Original Reporting | By Heather Rogers |

July 30, 2012 — Concerns about the market-destabilizing effect of speculative, “high-frequency” trading, along with a desire to generate more revenue for governmental programs from a financial sector seen as not paying its fair share of taxes, have stirred calls for the imposition, or re-imposition, of a financial transactions tax (FTT) both in Europe and the United States.

Several countries in the EU, including Germany, France, Italy, and Spain, are expected to enact a joint FTT, perhaps as early as next year.

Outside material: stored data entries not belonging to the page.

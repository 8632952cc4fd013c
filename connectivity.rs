/* This Source Code Form is subject to the terms of the Mozilla Public
 * License, v. 2.0. If a copy of the MPL was not distributed with this
 * file, You can obtain one at https://mozilla.org/MPL/2.0/. */

//! Network reachability monitor. A background thread probes the config
//! endpoint's host and reports status transitions onto the launch event
//! channel for the process lifetime.

use std::net::{TcpStream, ToSocketAddrs};
use std::thread;
use std::time::Duration;

use crossbeam_channel::Sender;
use log::{debug, warn};
use url::Url;

use crate::launcher::LauncherEvent;

const PROBE_TIMEOUT: Duration = Duration::from_secs(5);
const PROBE_INTERVAL: Duration = Duration::from_secs(5);

#[derive(Clone, Copy, Debug, PartialEq, Eq)]
pub enum ConnectivityStatus {
    Satisfied,
    Unsatisfied,
}

/// One-shot reachability probe against `host:port`.
pub fn probe(host: &str, port: u16) -> ConnectivityStatus {
    let Ok(addrs) = (host, port).to_socket_addrs() else {
        return ConnectivityStatus::Unsatisfied;
    };
    for addr in addrs {
        if TcpStream::connect_timeout(&addr, PROBE_TIMEOUT).is_ok() {
            return ConnectivityStatus::Satisfied;
        }
    }
    ConnectivityStatus::Unsatisfied
}

/// Probe target derived from the config endpoint URL.
pub fn probe_target(endpoint: &str) -> Option<(String, u16)> {
    let url = Url::parse(endpoint).ok()?;
    let host = url.host_str()?.to_string();
    let port = url.port_or_known_default().unwrap_or(443);
    Some((host, port))
}

pub struct ConnectivityMonitor;

impl ConnectivityMonitor {
    /// Emit the current status immediately, then keep watching for
    /// transitions. Stops when the receiving side goes away.
    pub fn spawn(host: String, port: u16, events: Sender<LauncherEvent>) {
        let spawned = thread::Builder::new()
            .name("connectivity-monitor".into())
            .spawn(move || {
                let mut last: Option<ConnectivityStatus> = None;
                loop {
                    let status = probe(&host, port);
                    if last != Some(status) {
                        debug!("connectivity transition: {status:?}");
                        last = Some(status);
                        let satisfied = status == ConnectivityStatus::Satisfied;
                        if events
                            .send(LauncherEvent::ConnectivityChanged { satisfied })
                            .is_err()
                        {
                            return;
                        }
                    }
                    thread::sleep(PROBE_INTERVAL);
                }
            });
        if let Err(e) = spawned {
            warn!("Could not spawn connectivity monitor: {e}");
        }
    }
}

#[cfg(test)]
mod tests {
    use super::*;

    #[test]
    fn test_probe_target_from_endpoint() {
        assert_eq!(
            probe_target("https://cfg.example/decide"),
            Some(("cfg.example".to_string(), 443))
        );
        assert_eq!(
            probe_target("http://cfg.example:8080/x"),
            Some(("cfg.example".to_string(), 8080))
        );
        assert_eq!(probe_target("not a url"), None);
    }

    #[test]
    fn test_unresolvable_host_is_unsatisfied() {
        assert_eq!(
            probe("host.invalid.", 443),
            ConnectivityStatus::Unsatisfied
        );
    }
}
/* This Source Code Form is subject to the terms of the Mozilla Public
 * License, v. 2.0. If a copy of the MPL was not distributed with this
 * file, You can obtain one at https://mozilla.org/MPL/2.0/. */

//! Launch-mode resolution: a single reducer consumes typed events from
//! the connectivity monitor, the attribution bridge, push-token refresh
//! and user retry, and decides which of the four launch modes the
//! session lands in. The reducer mutates controller plus store state and
//! returns effects; the runtime executes those effects (network fetch on
//! a worker thread, host callbacks) and feeds outcomes back over the
//! same channel.

use std::sync::Arc;
use std::thread;
use std::time::{Duration, Instant};

use crossbeam_channel::{Receiver, RecvTimeoutError, Sender};
use log::{debug, warn};
use time::OffsetDateTime;
use url::Url;

use crate::attribution::AttributionPayload;
use crate::connectivity::{self, ConnectivityStatus};
use crate::notifications::{GateDecision, PromptOutcome};
use crate::persistence::types::{PersistedLaunchState, PersistedMode};
use crate::persistence::LaunchStore;
use crate::prefs::AppPreferences;
use crate::remote_config::{ConfigClient, ConfigError, ConfigRequest, RemoteDecision};

#[derive(Clone, Copy, Debug, PartialEq, Eq)]
pub enum LaunchMode {
    /// Initial state while attribution and config are outstanding.
    Loading,
    /// Remote-served session: the resolved URL drives the browser stack.
    Display,
    /// Native utility surface; no remote content this session.
    Fallback,
    /// No network, but a remote session was established previously.
    Offline,
}

/// Typed channel messages into the reducer. Each collaborator callback
/// becomes exactly one of these, delivered at most once per occurrence.
#[derive(Clone, Debug)]
pub enum LauncherEvent {
    ConnectivityChanged { satisfied: bool },
    AttributionSuccess(AttributionPayload),
    AttributionFailure(String),
    PushTokenRefreshed(String),
    DeepLinkReceived(String),
    ConfigOutcome(Result<RemoteDecision, ConfigError>),
    PromptResolved(PromptOutcome),
    RetryRequested,
}

/// Side effects requested by the reducer; the runtime performs them.
#[derive(Clone, Debug)]
pub enum LauncherEffect {
    /// Announce the (possibly repeated) mode; the resolved URL rides on
    /// the controller. Re-emitted when a deep link retargets `Display`.
    ModeChanged(LaunchMode),
    FetchConfig(ConfigRequest),
    ShowNotificationPrompt,
    RegisterForPush,
    CheckConnectivity,
}

pub struct LaunchController {
    store: Arc<LaunchStore>,
    prefs: AppPreferences,
    state: PersistedLaunchState,
    mode: LaunchMode,
    resolved_url: Option<Url>,
    attribution: Option<AttributionPayload>,
    config_in_flight: bool,
    /// True while this session may still resolve a mode; cleared when
    /// `Display` or `Fallback` lands, reopened by retry or reconnect.
    resolution_open: bool,
    prompt_pending: bool,
    prompted_this_session: bool,
    /// Captured before anything persists `has_launched`, so first-run
    /// branches cannot be masked by our own earlier writes.
    was_first_launch: bool,
}
/* This Source Code Form is subject to the terms of the Mozilla Public
 * License, v. 2.0. If a copy of the MPL was not distributed with this
 * file, You can obtain one at https://mozilla.org/MPL/2.0/. */

//! Remote config client: one POST per resolution attempt carrying the
//! attribution payload plus device metadata, answered by a serve/fallback
//! decision. Transport errors, non-200 statuses and malformed bodies are
//! distinct variants but the controller treats them identically.

use std::fmt;
use std::time::Duration;

use serde::Deserialize;
use serde_json::{Map, Value};
use url::Url;

use crate::attribution::AttributionPayload;
use crate::prefs::AppPreferences;

const REQUEST_TIMEOUT: Duration = Duration::from_secs(30);

#[derive(Debug, Clone)]
pub enum ConfigError {
    Transport(String),
    Status(u16),
    Malformed(String),
}

impl fmt::Display for ConfigError {
    fn fmt(&self, f: &mut fmt::Formatter<'_>) -> fmt::Result {
        match self {
            ConfigError::Transport(e) => write!(f, "config transport failure: {e}"),
            ConfigError::Status(code) => write!(f, "config request returned status {code}"),
            ConfigError::Malformed(e) => write!(f, "config response malformed: {e}"),
        }
    }
}

impl std::error::Error for ConfigError {}

/// Decision payload from the remote endpoint.
#[derive(Deserialize, Clone, Debug, Default, PartialEq)]
pub struct RemoteDecision {
    #[serde(default)]
    pub ok: bool,
    #[serde(default)]
    pub url: Option<String>,
    /// Unix seconds.
    #[serde(default)]
    pub expires: Option<i64>,
}

/// A fully assembled request: endpoint plus JSON body. Built once per
/// resolution attempt so tests can inspect exactly what goes on the wire.
#[derive(Clone, Debug)]
pub struct ConfigRequest {
    pub endpoint: Url,
    pub body: Map<String, Value>,
}

impl ConfigRequest {
    pub fn build(
        prefs: &AppPreferences,
        payload: &AttributionPayload,
        install_id: &str,
        push_token: Option<&str>,
    ) -> Result<Self, ConfigError> {
        let endpoint = Url::parse(&prefs.config_endpoint)
            .map_err(|e| ConfigError::Transport(format!("bad endpoint: {e}")))?;

        let mut body = Map::new();
        for (key, value) in payload.iter() {
            body.insert(key.clone(), value.clone());
        }
        body.insert("af_id".into(), Value::String(install_id.to_string()));
        body.insert("bundle_id".into(), Value::String(prefs.bundle_id.clone()));
        body.insert("os".into(), Value::String(prefs.os_tag.clone()));
        body.insert("store_id".into(), Value::String(prefs.store_id.clone()));
        body.insert("locale".into(), Value::String(prefs.resolved_locale()));
        body.insert(
            "push_token".into(),
            match push_token {
                Some(token) => Value::String(token.to_string()),
                None => Value::Null,
            },
        );
        body.insert(
            "firebase_project_id".into(),
            match &prefs.firebase_project_id {
                Some(id) => Value::String(id.clone()),
                None => Value::Null,
            },
        );
        Ok(Self { endpoint, body })
    }
}

/// Blocking HTTP client for the one-shot config round-trip. The launch
/// runtime calls [`ConfigClient::fetch`] from a worker thread and posts
/// the outcome back onto the event channel; there is no automatic retry.
#[derive(Clone)]
pub struct ConfigClient {
    http: reqwest::blocking::Client,
}

impl ConfigClient {
    pub fn new() -> Result<Self, ConfigError> {
        let http = reqwest::blocking::Client::builder()
            .timeout(REQUEST_TIMEOUT)
            .build()
            .map_err(|e| ConfigError::Transport(format!("{e}")))?;
        Ok(Self { http })
    }

    pub fn fetch(&self, request: &ConfigRequest) -> Result<RemoteDecision, ConfigError> {
        let body = serde_json::to_vec(&request.body)
            .map_err(|e| ConfigError::Malformed(format!("{e}")))?;
        let response = self
            .http
            .post(request.endpoint.clone())
            .header("Content-Type", "application/json")
            .body(body)
            .send()
            .map_err(|e| ConfigError::Transport(format!("{e}")))?;

        let status = response.status();
        if status.as_u16() != 200 {
            return Err(ConfigError::Status(status.as_u16()));
        }
        let bytes = response
            .bytes()
            .map_err(|e| ConfigError::Transport(format!("{e}")))?;
        serde_json::from_slice(&bytes).map_err(|e| ConfigError::Malformed(format!("{e}")))
    }
}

More popularly known as a Robin Hood tax, most versions of an FTT have proposed imposing a small fee on stock, bond, and derivative transactions (derivatives include, among other things, currency and commodity futures as well as mortgage-backed securities). In Europe, a rate as high as 0.1 percent has been discussed; in the U.S., most proposals call for a lower rate. One of several FTT bills currently pending in Congress is the Wall Street Trading and Speculators Tax Act, authored by Sen. Tom Harkin (D-Iowa) and Rep. Peter DeFazio (D-Ore.).  The Harkin-Defazio bill calls for a levy of 0.03 percent on the value of a transaction.

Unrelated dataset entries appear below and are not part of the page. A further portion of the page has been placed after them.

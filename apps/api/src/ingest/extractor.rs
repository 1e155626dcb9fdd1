//! Field extraction — the call contract of the extraction backend, plus the
//! default heuristic implementation.
//!
//! `HeuristicExtractor` is pure-Rust and deterministic: text comes out of
//! the document (PDF or plain text), then line and token scanning derives
//! the fields. A semantic backend plugs in behind the same trait.

use async_trait::async_trait;

use crate::errors::AppError;
use crate::ingest::ExtractedFields;

/// Canonical skill tokens recognized by the heuristic backend. Matches are
/// case-insensitive in the document but always reported in this casing.
const SKILL_CATALOG: &[&str] = &[
    "React",
    "TypeScript",
    "JavaScript",
    "Python",
    "Node.js",
    "GraphQL",
    "AWS",
    "Docker",
    "PostgreSQL",
    "MongoDB",
    "Vue.js",
    "Angular",
    "Django",
    "FastAPI",
    "Kubernetes",
    "Rust",
    "Go",
    "Java",
];

const ROLE_WORDS: &[&str] = &[
    "engineer",
    "developer",
    "architect",
    "designer",
    "scientist",
    "analyst",
    "consultant",
    "manager",
    "lead",
];

const EDUCATION_MARKERS: &[&str] = &[
    "university",
    "college",
    "institute",
    "bachelor",
    "master",
    "phd",
    "b.s.",
    "m.s.",
];

/// Degree abbreviations only count at the start of a line ("BS Computer
/// Science"); a bare contains check would hit "systems ".
const DEGREE_PREFIXES: &[&str] = &["bs ", "ms ", "ba ", "ma "];

/// The extraction seam. Implementations take one document and return the
/// structured fields they could derive from it.
#[async_trait]
pub trait FieldExtractor: Send + Sync {
    async fn extract(&self, filename: &str, bytes: &[u8]) -> Result<ExtractedFields, AppError>;
}

pub struct HeuristicExtractor;

#[async_trait]
impl FieldExtractor for HeuristicExtractor {
    async fn extract(&self, filename: &str, bytes: &[u8]) -> Result<ExtractedFields, AppError> {
        let text = document_text(filename, bytes)?;
        Ok(extract_fields_from_text(&text))
    }
}

/// Pulls plain text out of the document by file type.
fn document_text(filename: &str, bytes: &[u8]) -> Result<String, AppError> {
    let lower = filename.to_lowercase();
    if lower.ends_with(".pdf") {
        pdf_extract::extract_text_from_mem(bytes)
            .map_err(|e| AppError::Extraction(format!("could not read PDF '{filename}': {e}")))
    } else if lower.ends_with(".txt") || lower.ends_with(".md") {
        String::from_utf8(bytes.to_vec())
            .map_err(|_| AppError::Extraction(format!("'{filename}' is not valid UTF-8 text")))
    } else {
        Err(AppError::Extraction(format!(
            "unsupported file type for '{filename}' (expected .pdf, .txt or .md)"
        )))
    }
}

fn extract_fields_from_text(text: &str) -> ExtractedFields {
    let lines: Vec<&str> = text
        .lines()
        .map(str::trim)
        .filter(|l| !l.is_empty())
        .collect();

    ExtractedFields {
        name: guess_name(&lines),
        email: find_email(text),
        location: find_location(&lines),
        current_role: detect_role(&lines),
        experience: find_experience_years(text),
        skills: match_skills(text),
        education: detect_education(&lines),
    }
}

/// The top line of a CV is almost always the name.
fn guess_name(lines: &[&str]) -> Option<String> {
    let first = lines.first()?;
    let word_count = first.split_whitespace().count();
    if first.len() <= 80 && word_count <= 5 && !first.contains('@') {
        Some((*first).to_string())
    } else {
        None
    }
}

fn find_email(text: &str) -> Option<String> {
    for token in text.split_whitespace() {
        let trimmed = token.trim_matches(|c: char| !c.is_ascii_alphanumeric() && c != '@');
        if let Some(at) = trimmed.find('@') {
            let (local, domain) = trimmed.split_at(at);
            let domain = &domain[1..];
            if !local.is_empty() && domain.contains('.') && !domain.contains('@') {
                return Some(trimmed.to_string());
            }
        }
    }
    None
}

fn find_location(lines: &[&str]) -> Option<String> {
    for line in lines {
        if line.to_lowercase().starts_with("location:") {
            let rest = line.get("location:".len()..).map(str::trim).unwrap_or("");
            if !rest.is_empty() {
                return Some(rest.to_string());
            }
        }
    }
    None
}

/// First short line near the top that names a role.
fn detect_role(lines: &[&str]) -> Option<String> {
    for line in lines.iter().skip(1).take(14) {
        let lower = line.to_lowercase();
        if line.len() <= 80 && ROLE_WORDS.iter().any(|w| lower.contains(w)) {
            return Some((*line).to_string());
        }
    }
    None
}

/// Scans for the first "N years" / "N+ years" mention.
fn find_experience_years(text: &str) -> Option<u32> {
    let tokens: Vec<&str> = text.split_whitespace().collect();
    for window in tokens.windows(2) {
        let number = window[0].trim_end_matches('+');
        let unit = window[1].to_lowercase();
        if unit.starts_with("year") {
            if let Ok(years) = number.parse::<u32>() {
                return Some(years);
            }
        }
    }
    None
}

fn match_skills(text: &str) -> Vec<String> {
    let lower = text.to_lowercase();
    SKILL_CATALOG
        .iter()
        .filter(|skill| contains_token(&lower, &skill.to_lowercase()))
        .map(|skill| (*skill).to_string())
        .collect()
}

fn detect_education(lines: &[&str]) -> Option<String> {
    for line in lines {
        let lower = line.to_lowercase();
        let marked = EDUCATION_MARKERS.iter().any(|m| lower.contains(m))
            || DEGREE_PREFIXES.iter().any(|p| lower.starts_with(p));
        if line.len() <= 120 && marked {
            return Some((*line).to_string());
        }
    }
    None
}

/// Substring match bounded by non-alphanumeric characters, so "java" does
/// not hit inside "javascript".
fn contains_token(haystack: &str, needle: &str) -> bool {
    if needle.is_empty() {
        return false;
    }
    let bytes = haystack.as_bytes();
    let mut start = 0;
    while let Some(pos) = haystack[start..].find(needle) {
        let begin = start + pos;
        let end = begin + needle.len();
        let before_ok = begin == 0 || !bytes[begin - 1].is_ascii_alphanumeric();
        let after_ok = end >= haystack.len() || !bytes[end].is_ascii_alphanumeric();
        if before_ok && after_ok {
            return true;
        }
        start = begin + 1;
    }
    false
}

Most experts agree that the FTT would have little impact on average investors. At the Harkin-Defazio rate, for example, an investor would pay $3 for every $10,000 invested.

However, an FTT would deter, at least to some extent, the volume of trading, particularly high-frequency trading. This kind of superfast trading didn’t meaningfully exist prior to the mid-1990s, but rose by 2008 to capture — and since retain — more than 50 percent of equity trading in the U.S., peaking at over 60 percent in 2009, according to Adam Sussman, director of research at TABB Group, a financial market research firm.

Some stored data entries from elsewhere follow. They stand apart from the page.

use chrono::{DateTime, NaiveDate, Utc};
use serde::{Deserialize, Serialize};
use sqlx::FromRow;

/// Pipeline stage of a candidate. Closed set — the core never invents other
/// values; anything else coming back from the store is a data error.
#[derive(Debug, Clone, Copy, PartialEq, Eq, Serialize, Deserialize)]
#[serde(rename_all = "lowercase")]
pub enum CandidateStatus {
    Active,
    Contacted,
    Interviewed,
    Hired,
}

impl CandidateStatus {
    pub fn as_str(&self) -> &'static str {
        match self {
            CandidateStatus::Active => "active",
            CandidateStatus::Contacted => "contacted",
            CandidateStatus::Interviewed => "interviewed",
            CandidateStatus::Hired => "hired",
        }
    }

    pub fn parse(s: &str) -> Option<CandidateStatus> {
        match s {
            "active" => Some(CandidateStatus::Active),
            "contacted" => Some(CandidateStatus::Contacted),
            "interviewed" => Some(CandidateStatus::Interviewed),
            "hired" => Some(CandidateStatus::Hired),
            _ => None,
        }
    }
}

/// A candidate profile as the search and listing surfaces see it.
///
/// `id` is an opaque string at every API boundary; the store adapter maps it
/// to its own key type. `match_score` is supplied by the ranking subsystem
/// after filtering — the filter engine itself never reads or writes it.
#[derive(Debug, Clone, Serialize, Deserialize)]
pub struct Candidate {
    pub id: String,
    pub name: String,
    pub email: String,
    pub location: String,
    pub current_role: String,
    /// Years of experience. Non-negative, no upper bound enforced.
    pub experience: u32,
    /// Canonical skill tokens, e.g. "React". Case-sensitive.
    pub skills: Vec<String>,
    pub status: Option<CandidateStatus>,
    pub education: Option<String>,
    /// 0–100 relevance percentage, display-only.
    pub match_score: Option<u32>,
    pub added_date: Option<NaiveDate>,
}

/// Payload for creating a candidate (manual entry or ingestion).
#[derive(Debug, Clone, Serialize, Deserialize)]
pub struct CandidateInput {
    pub name: String,
    pub email: String,
    #[serde(default)]
    pub location: String,
    #[serde(default)]
    pub current_role: String,
    #[serde(default)]
    pub experience: u32,
    #[serde(default)]
    pub skills: Vec<String>,
    #[serde(default = "default_status")]
    pub status: CandidateStatus,
    #[serde(default)]
    pub education: Option<String>,
    #[serde(default)]
    pub cv_filename: Option<String>,
}

fn default_status() -> CandidateStatus {
    CandidateStatus::Active
}

/// Partial update; absent fields are left untouched.
#[derive(Debug, Clone, Default, Serialize, Deserialize)]
#[serde(default)]
pub struct CandidateUpdate {
    pub name: Option<String>,
    pub email: Option<String>,
    pub location: Option<String>,
    pub current_role: Option<String>,
    pub experience: Option<u32>,
    pub skills: Option<Vec<String>>,
    pub status: Option<CandidateStatus>,
    pub education: Option<String>,
}

impl CandidateUpdate {
    pub fn is_empty(&self) -> bool {
        self.name.is_none()
            && self.email.is_none()
            && self.location.is_none()
            && self.current_role.is_none()
            && self.experience.is_none()
            && self.skills.is_none()
            && self.status.is_none()
            && self.education.is_none()
    }
}

/// Raw candidates table row. The store adapter converts it to `Candidate`.
#[derive(Debug, Clone, FromRow)]
pub struct CandidateRow {
    pub id: i64,
    pub name: String,
    pub email: String,
    pub location: String,
    pub current_role: String,
    pub experience_years: i32,
    pub skills: Vec<String>,
    pub status: String,
    pub education: Option<String>,
    pub cv_filename: Option<String>,
    pub created_at: DateTime<Utc>,
    pub updated_at: Option<DateTime<Utc>>,
}

#[cfg(test)]
mod tests {
    use super::*;

    #[test]
    fn test_status_round_trips_through_str() {
        for status in [
            CandidateStatus::Active,
            CandidateStatus::Contacted,
            CandidateStatus::Interviewed,
            CandidateStatus::Hired,
        ] {
            assert_eq!(CandidateStatus::parse(status.as_str()), Some(status));
        }
    }

    #[test]
    fn test_status_rejects_unknown_value() {
        assert_eq!(CandidateStatus::parse("archived"), None);
        assert_eq!(CandidateStatus::parse("Active"), None);
    }

    #[test]
    fn test_update_is_empty() {
        assert!(CandidateUpdate::default().is_empty());
        let patch = CandidateUpdate {
            experience: Some(4),
            ..Default::default()
        };
        assert!(!patch.is_empty());
    }
}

High-frequency trading is typically the province of financial firms that use customized and proprietary computer programs to trade large blocks of shares — sometimes millions of shares at a time — with the intention of reselling them quickily, sometimes only seconds later, rather than holding them as an investment.

The extent to which high-frequency trading would be deterred by an FTT and the desirability of doing so remain in dispute.

Here in the U.S., the national Democratic Party has made no effort to embrace such a proposal. Some suggest that the torpor of most Democrats is a function of the influence wielded by the financial sector.

Several countries in the EU, including Germany, France, Italy, and Spain, are expected to enact a joint FTT, perhaps as early as next year. France’s own version of an FTT will go into effect this August. In England, where there has been a stand-alone FTT (on stock transactions only) since 1986, Conservative Prime Minister David Cameron has aggressively opposed the institution of an EU-wide FTT that would encompass bond and derivatives trading as well. While Cameron has been successful thus far in forestalling English participation in an EU-wide FTT, there appears to be widespread and organized domestic support for a broader FTT.

By contrast, in the U.S., which had an FTT from 1914 until 1966, support for a new FTT has only just begun to grow, with no real political momentum as of yet.

A critical factor: in other countries, even some center-right politicians, like Nicolas Sarkozy and Angela Merkel, have strongly supported an FTT. Here in the U.S., the national Democratic Party has made no effort to embrace such a proposal. Some suggest that the torpor of most Democrats is a function of the influence wielded by the financial sector in the U.S.

 

Curbing speculation

Some FTT supporters see a primary goal of the tax as reducing the scope and volume of high-frequency trading. In this view, high-frequency trading contributes to market volatility and diverts capital that could otherwise be used to boost innovation and invest in companies that create jobs.

The reason that an FTT could squelch high-frequency trading, at least in part, is that the profitability of the practice typically depends on traders taking advantage of small and fleeting price discrepancies, as between a single stock’s asking price on two different stock exchanges or slight price differences between related products. By engaging in a very high volume of large-block trading and by holding shares or other investments for sometimes as little as milliseconds, high-frequency traders generate significant profits (at the peak in 2008, high-frequency traders yielded net trading profits in the U.S. totaling $8 to 20 billion).